Get quotes for the essential work, but wouldn't some of this would have been visible when you saw it e.g. cracks in the patio, warped doors?

monkeyfacegrace Tue 31-Jan-17 18:38:24

Surveyors have to be over the top to protect themselves

That list wouldn't scare me either- the roof you knew about, the other bits are all odd jobs. The patio isn't part of the house, just remove it.

Madbengalmum Tue 31-Jan-17 18:40:18

Monkey, my OH is a chartered surveyor, and that isn't protecting himself,its just sticking your finger in the air and thinking of a number!

TondelayaDellaVentamiglia Tue 31-Jan-17 18:40:50

what were you expecting to pay to replace the roof?

I also do not think it's that bad,
Looking at that my main concern would be the patio and why it has caused the walls to be cracking...that sounds ominous.

otherwise as everyone has said..."modernisation" is a very wide remit.

If you offered over then pull back to the price and explain why, negotiate from there.... they should realise than any decent survey is going to show similar results and if they want the sale they are going to have to make compromises.

Slightlyperturbedowlagain Tue 31-Jan-17 18:43:35

Some of those things are quite small (and pigletjohn doesn't sound fazed). Can you separate out the list into 'have to do quickly' 'need to do within 6-12 months' and 'at some point in the future' (e.g. The fence has been there for ages,provided you don't disturb it there's probably no rush) and start getting some idea of costs from tradespeople?

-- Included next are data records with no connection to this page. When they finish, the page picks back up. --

use std::fmt::Display;
use std::path::Path;

use console::{Style, StyledObject};
use lumen_core::pipeline::{RunSummary, WindowSpec};
use lumen_core::track::Track;

struct Styles {
    heading: Style,
    label: Style,
    value: Style,
    method: Style,
    off: Style,
    path: Style,
}

impl Styles {
    fn new() -> Self {
        Self {
            heading: Style::new().cyan().bold(),
            label: Style::new().dim(),
            value: Style::new().bold().white(),
            method: Style::new().green(),
            off: Style::new().dim().yellow(),
            path: Style::new().underlined(),
        }
    }

    /// One `label  value` line, indented by `depth` levels.
    fn row<T: Display>(&self, depth: usize, label: &str, value: StyledObject<T>) {
        let indent = "  ".repeat(depth + 1);
        let width = 16 - 2 * depth;
        println!("{indent}{:<width$}{value}", self.label.apply_to(label));
    }

    fn section(&self, title: &str) {
        println!("  {}", self.heading.apply_to(title));
    }
}

pub fn print_denoise_summary(track: &dyn Track, output: &Path, spec: &WindowSpec) {
    let s = Styles::new();
    let title = "Lumen Denoise";

    println!();
    s.section(title);
    s.section(&"\u{2550}".repeat(title.len()));
    println!();

    s.row(0, "Input", s.path.apply_to(track.name().to_string()));
    s.row(0, "Output", s.path.apply_to(output.display().to_string()));
    s.row(
        0,
        "Frames",
        s.value.apply_to(format!(
            "{}..={} @ {:.3} fps",
            track.begin(),
            track.end(),
            track.rate()
        )),
    );
    s.row(0, "Channels", s.value.apply_to(track.channels().join(", ")));
    println!();

    s.section("Spatial");
    s.row(1, "Method", s.method.apply_to(spec.spatial.to_string()));
    println!();

    s.section("Temporal");
    if spec.radius == 0 {
        s.row(1, "Radius", s.off.apply_to("0 (spatial only)".to_string()));
        println!();
        return;
    }
    s.row(1, "Radius", s.value.apply_to(spec.radius.to_string()));
    s.row(1, "Alignment", s.method.apply_to(spec.temporal.to_string()));
    s.row(1, "Integration", s.method.apply_to(spec.integration.to_string()));

    let conditioning = &spec.conditioning;
    let confidence = if spec.needs_backward() {
        s.value.apply_to(format!(
            "{} (conservativeness {})",
            conditioning.confidence_threshold, conditioning.conservativeness
        ))
    } else {
        s.off.apply_to("off".to_string())
    };
    s.row(1, "Confidence", confidence);
    if conditioning.vector_filter_strength > 0.0 {
        s.row(
            1,
            "Smoothing",
            s.value
                .apply_to(conditioning.vector_filter_strength.to_string()),
        );
    }
    if spec.log_domain {
        s.row(1, "Domain", s.value.apply_to("log".to_string()));
    }
    println!();
}

pub fn print_run_summary(summary: &RunSummary) {
    let s = Styles::new();
    let counts = [
        ("Written", summary.frames_written, "frame(s)"),
        ("Decoded", summary.source_fetches, "source frame(s)"),
        ("Accepted", summary.accepted_samples, "sample(s)"),
    ];
    for (label, count, unit) in counts {
        s.row(0, label, s.value.apply_to(format!("{count} {unit}")));
    }
    if !summary.failed_frames.is_empty() {
        s.row(
            0,
            "Failed",
            s.off.apply_to(format!("{:?}", summary.failed_frames)),
        );
    }
}
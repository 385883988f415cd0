use crate::frame::Plane;

/// Replace impulse noise: a sample is swapped for its 3x3 median when it
/// differs from the median by more than `threshold`.
///
/// With a `weight` plane the threshold is scaled per pixel, so low-weight
/// samples are replaced more readily.
pub fn despeckle(data: &Plane, threshold: f32, weight: Option<&Plane>) -> Plane {
    let (h, w) = data.dim();
    let mut result = data.clone();
    let mut window = Vec::with_capacity(9);

    for row in 0..h {
        for col in 0..w {
            window.clear();
            for dr in -1..=1_i64 {
                for dc in -1..=1_i64 {
                    let nr = (row as i64 + dr).clamp(0, h as i64 - 1) as usize;
                    let nc = (col as i64 + dc).clamp(0, w as i64 - 1) as usize;
                    window.push(data[[nr, nc]]);
                }
            }
            window.sort_by(f32::total_cmp);
            let median = window[window.len() / 2];

            let limit = match weight {
                Some(wp) => threshold * wp[[row, col]].clamp(0.0, 1.0),
                None => threshold,
            };
            if (data[[row, col]] - median).abs() > limit {
                result[[row, col]] = median;
            }
        }
    }

    result
}
use std::path::PathBuf;

use anyhow::{Context, Result};
use clap::Args;
use lumen_core::io::{open_track, SerTrack};
use lumen_core::track::Track;

#[derive(Args)]
pub struct InfoArgs {
    /// Input SER file or directory of numbered images
    pub input: PathBuf,
}

pub fn run(args: &InfoArgs) -> Result<()> {
    let track = open_track(&args.input)
        .with_context(|| format!("Failed to open {}", args.input.display()))?;
    let first = track
        .fetch(track.sample(track.begin()), track.channels())
        .with_context(|| format!("Failed to decode frame {}", track.begin()))?;

    println!("Source:      {}", track.name());
    println!(
        "Frames:      {} ({}..={})",
        track.frame_count(),
        track.begin(),
        track.end()
    );
    println!("Rate:        {:.3} fps", track.rate());
    println!("Dimensions:  {}x{}", first.width(), first.height());
    println!("Channels:    {}", track.channels().join(", "));

    if args.input.is_file() {
        let ser = SerTrack::open(&args.input)?;
        let header = ser.header();
        println!("Bit depth:   {}", header.pixel_depth);
        println!("Layout:      {:?}", header.layout());
        for (label, value) in [
            ("Observer", &header.observer),
            ("Telescope", &header.telescope),
            ("Instrument", &header.instrument),
        ] {
            if !value.is_empty() {
                println!("{:<13}{}", format!("{label}:"), value);
            }
        }
        let frame_bytes = header.frame_byte_size()?;
        let total_mb = (frame_bytes * track.frame_count()) as f64 / (1024.0 * 1024.0);
        println!("Data size:   {:.1} MB", total_mb);
    }

    Ok(())
}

PossumInAPearTree Tue 31-Jan-17 18:44:40

The only thing I'd be slightly concerned about is the rising damp but I'm sure even that is fixable.

monkeyfacegrace Tue 31-Jan-17 18:45:20

mad sorry I wasn't being derogatory or talking about the money, I meant they have to be very very careful about noting every fault in detail. It's what they are paid to do.

Whereas the layperson would just say 'the patio could do with being ripped out' iyswim?

PossumInAPearTree Tue 31-Jan-17 18:46:56

The cracked walls aren't the house walls are they? I read it that there's a raised patio and it's the supporting wall for that raised patio which is cracked. So not a house/structural issue?

ligersaremyfavouriteanimal Tue 31-Jan-17 18:52:44

I wouldn't be overly fazed by that list, we had far worse on our survey (1930s in need of total renovation) and a lot of it turned out to be unnecessary or not as bad as it sounded. And £50K sounds a crazy amount. Could you take a builder round for their opinion?